Escândalo Financeiro
Banco Master: o equipamento da PF que está causando apreensão em Brasília
O temor que se espalhou por Brasília após a apreensão de celulares na operação do Banco Master não é exagero — ele tem origem em uma tecnologia que só a Polícia Federal domina hoje no país. A PF é o único órgão capaz de acessar o conteúdo de um telefone mesmo sem senha e com o aparelho totalmente desligado. A informação é do blog da jornalist Andreia Sadi, no G1.
Enquanto outras forças policiais conseguem, no máximo, quebrar bloqueios de tela, extrair dados de um celular desligado representa um salto técnico muito maior. Essa barreira, atualmente, só é superada pela perícia federal.
O procedimento envolve um recurso da física conhecido como “gaiola de Faraday”. Os aparelhos são colocados em estruturas metálicas especiais — caixas ou bolsas — que impedem qualquer comunicação com o ambiente externo, bloqueando sinais de Wi-Fi, dados móveis e Bluetooth.
Esse isolamento é decisivo. Caso o celular se conecte a uma rede ao ser ligado, há risco de apagamento remoto do conteúdo. Dentro da gaiola, os peritos operam o dispositivo completamente desconectado do mundo, preservando todas as informações armazenadas.

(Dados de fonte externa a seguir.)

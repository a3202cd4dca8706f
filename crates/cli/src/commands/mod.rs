//! CLI command implementations.

pub mod ask;
pub mod models;

use ragline_config::AppConfig;
use ragline_gateway::OpenAiCompatGateway;

/// Build the configured gateway, or explain what's missing.
pub fn build_gateway(config: &AppConfig) -> Result<OpenAiCompatGateway, Box<dyn std::error::Error>> {
    let Some(api_key) = config.api_key.clone() else {
        return Err(
            "No API key configured. Set RAGLINE_API_KEY or GROQ_API_KEY, or add \
             api_key to ~/.ragline/config.toml"
                .into(),
        );
    };

    let name = if config.base_url.contains("groq") {
        "groq"
    } else if config.base_url.contains("openai") {
        "openai"
    } else {
        "custom"
    };

    Ok(OpenAiCompatGateway::new(
        name,
        &config.base_url,
        api_key,
        &config.default_model,
    ))
}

O nervosismo nos bastidores do poder cresce porque os aparelhos estão nas mãos da Justiça e pertencem a nomes com forte trânsito político, como Daniel Vorcaro, dono do Banco Master, seu cunhado e o investidor Nelson Tanure.

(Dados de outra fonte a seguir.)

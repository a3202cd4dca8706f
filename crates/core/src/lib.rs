//! # ragline core
//!
//! Domain types, traits, and error definitions for the ragline
//! retrieval-augmented answering pipeline. This crate carries no HTTP or
//! runtime dependencies: it defines the domain model that the other crates
//! implement against.
//!
//! ## Design Philosophy
//!
//! Every collaborator the pipeline talks to (generation backend, retrieval
//! provider, document store) is defined as a trait here. Implementations
//! live in their respective crates. This enables:
//! - Swapping backends via configuration
//! - Easy testing with mock/stub implementations
//! - Clean dependency graph (all crates depend inward on core)

pub mod error;
pub mod gateway;
pub mod message;
pub mod retrieval;
pub mod store;

// Re-export key types at crate root for ergonomics
pub use error::{Error, GatewayError, PipelineError, Result, RetrievalError, StoreError};
pub use gateway::{ChatMessage, Gateway, GatewayRequest, GenerationResult, ModelInfo, TokenUsage};
pub use message::{ConversationTurn, Role};
pub use retrieval::{RetrievalProvider, RetrievedPassage, SearchResults};
pub use store::{DocumentRecord, DocumentStore, StoredMessage};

A tecnologia utilizada pela PF não admite extrações parciais. Ou tudo é copiado, ou nada. Segundo apuração do blog, os peritos realizam o download integral do conteúdo do aparelho antes de iniciar a análise.
Isso inclui mensagens, fotos, e-mails, registros antigos e dados que podem não ter relação direta com a investigação.
É justamente essa devassa completa em celulares de figuras influentes que explica o clima de apreensão — e silêncio — que tomou conta da capital federal.